- [PROBLEM STATEMENT] Pick every line from the data below that contains the string "unsupported" and copy it.

Collected data entries
//! `yt-dlp` subprocess adapter.
//!
//! Probing runs the tool with `--dump-single-json` and deserializes the
//! metadata dump; materializing runs a full download with the format
//! selector for the requested quality and an mp4 merge. Every subprocess
//! failure is mapped to [`FetchrError::FetchFailed`] at this boundary —
//! nothing from the tool propagates as a panic.

use crate::config::Config;
use crate::error::{FetchrError, Result};
use crate::fetcher::{MediaFetcher, MediaMetadata, Quality};
use async_trait::async_trait;
use std::path::Path;
use std::process::Output;
use tokio::process::Command;
use tracing::debug;

/// Media fetcher backed by the `yt-dlp` command-line tool
#[derive(Clone, Debug)]
pub struct YtDlpFetcher {
    bin: String,
    concurrent_fragments: u32,
    http_chunk_size: u64,
}

impl YtDlpFetcher {
    pub fn new(bin: String, concurrent_fragments: u32, http_chunk_size: u64) -> Self {
        Self {
            bin,
            concurrent_fragments,
            http_chunk_size,
        }
    }

    pub fn from_config(config: &Config) -> Self {
        Self::new(
            config.ytdlp_bin.clone(),
            config.concurrent_fragments,
            config.http_chunk_size,
        )
    }

    fn spawn_error(&self, e: std::io::Error) -> FetchrError {
        FetchrError::FetchFailed(format!("failed to run {}: {}", self.bin, e))
    }

    /// Map a non-zero exit into a fetch error carrying the tool's stderr
    fn check_status(output: &Output) -> Result<()> {
        if output.status.success() {
            return Ok(());
        }
        let stderr = String::from_utf8_lossy(&output.stderr);
        let message = stderr.trim();
        Err(FetchrError::FetchFailed(if message.is_empty() {
            format!("fetch tool exited with {}", output.status)
        } else {
            message.to_string()
        }))
    }
}

#[async_trait]
impl MediaFetcher for YtDlpFetcher {
    async fn probe(&self, url: &str) -> Result<MediaMetadata> {
        debug!(url, "probing media metadata");

        let output = Command::new(&self.bin)
            .args(["--dump-single-json", "--no-playlist", "--quiet", "--no-warnings"])
            .arg(url)
            .output()
            .await
            .map_err(|e| self.spawn_error(e))?;

        Self::check_status(&output)?;

        serde_json::from_slice(&output.stdout)
            .map_err(|e| FetchrError::FetchFailed(format!("unparseable metadata dump: {e}")))
    }

    async fn materialize(
        &self,
        url: &str,
        quality: Quality,
        output_template: &Path,
    ) -> Result<()> {
        debug!(url, quality = quality.label(), "downloading media");

        let output = Command::new(&self.bin)
            .arg("--format")
            .arg(quality.format_selector())
            .arg("--output")
            .arg(output_template)
            .args(["--merge-output-format", "mp4"])
            .args(["--no-playlist", "--quiet", "--no-warnings"])
            .arg("--concurrent-fragments")
            .arg(self.concurrent_fragments.to_string())
            .arg("--http-chunk-size")
            .arg(self.http_chunk_size.to_string())
            // Copy streams in the merge step instead of re-encoding
            .args(["--postprocessor-args", "-c copy"])
            .arg(url)
            .output()
            .await
            .map_err(|e| self.spawn_error(e))?;

        Self::check_status(&output)
    }
}

#[cfg(test)]
mod tests {
    use super::*;
    use std::os::unix::process::ExitStatusExt;
    use std::process::ExitStatus;

    fn output(code: i32, stderr: &str) -> Output {
        Output {
            status: ExitStatus::from_raw(code),
            stdout: Vec::new(),
            stderr: stderr.as_bytes().to_vec(),
        }
    }

    #[test]
    fn check_status_passes_success() {
        assert!(YtDlpFetcher::check_status(&output(0, "")).is_ok());
    }

    #[test]
    fn check_status_carries_stderr_message() {
        let err = YtDlpFetcher::check_status(&output(256, "ERROR: unsupported URL\n")).unwrap_err();
        match err {
            FetchrError::FetchFailed(msg) => assert_eq!(msg, "ERROR: unsupported URL"),
            other => panic!("expected FetchFailed, got {other:?}"),
        }
    }

    #[test]
    fn check_status_describes_silent_failures() {
        let err = YtDlpFetcher::check_status(&output(256, "")).unwrap_err();
        match err {
            FetchrError::FetchFailed(msg) => assert!(msg.contains("exited with")),
            other => panic!("expected FetchFailed, got {other:?}"),
        }
    }

    #[tokio::test]
    async fn missing_binary_is_a_fetch_error() {
        let fetcher = YtDlpFetcher::new("fetchr-test-no-such-binary".to_string(), 10, 10_485_760);
        let err = fetcher.probe("https://media.example/v").await.unwrap_err();
        assert!(matches!(err, FetchrError::FetchFailed(_)));
    }
}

- [FINISHED EXERCISE]
        let err = YtDlpFetcher::check_status(&output(256, "ERROR: unsupported URL\n")).unwrap_err();
            FetchrError::FetchFailed(msg) => assert_eq!(msg, "ERROR: unsupported URL"),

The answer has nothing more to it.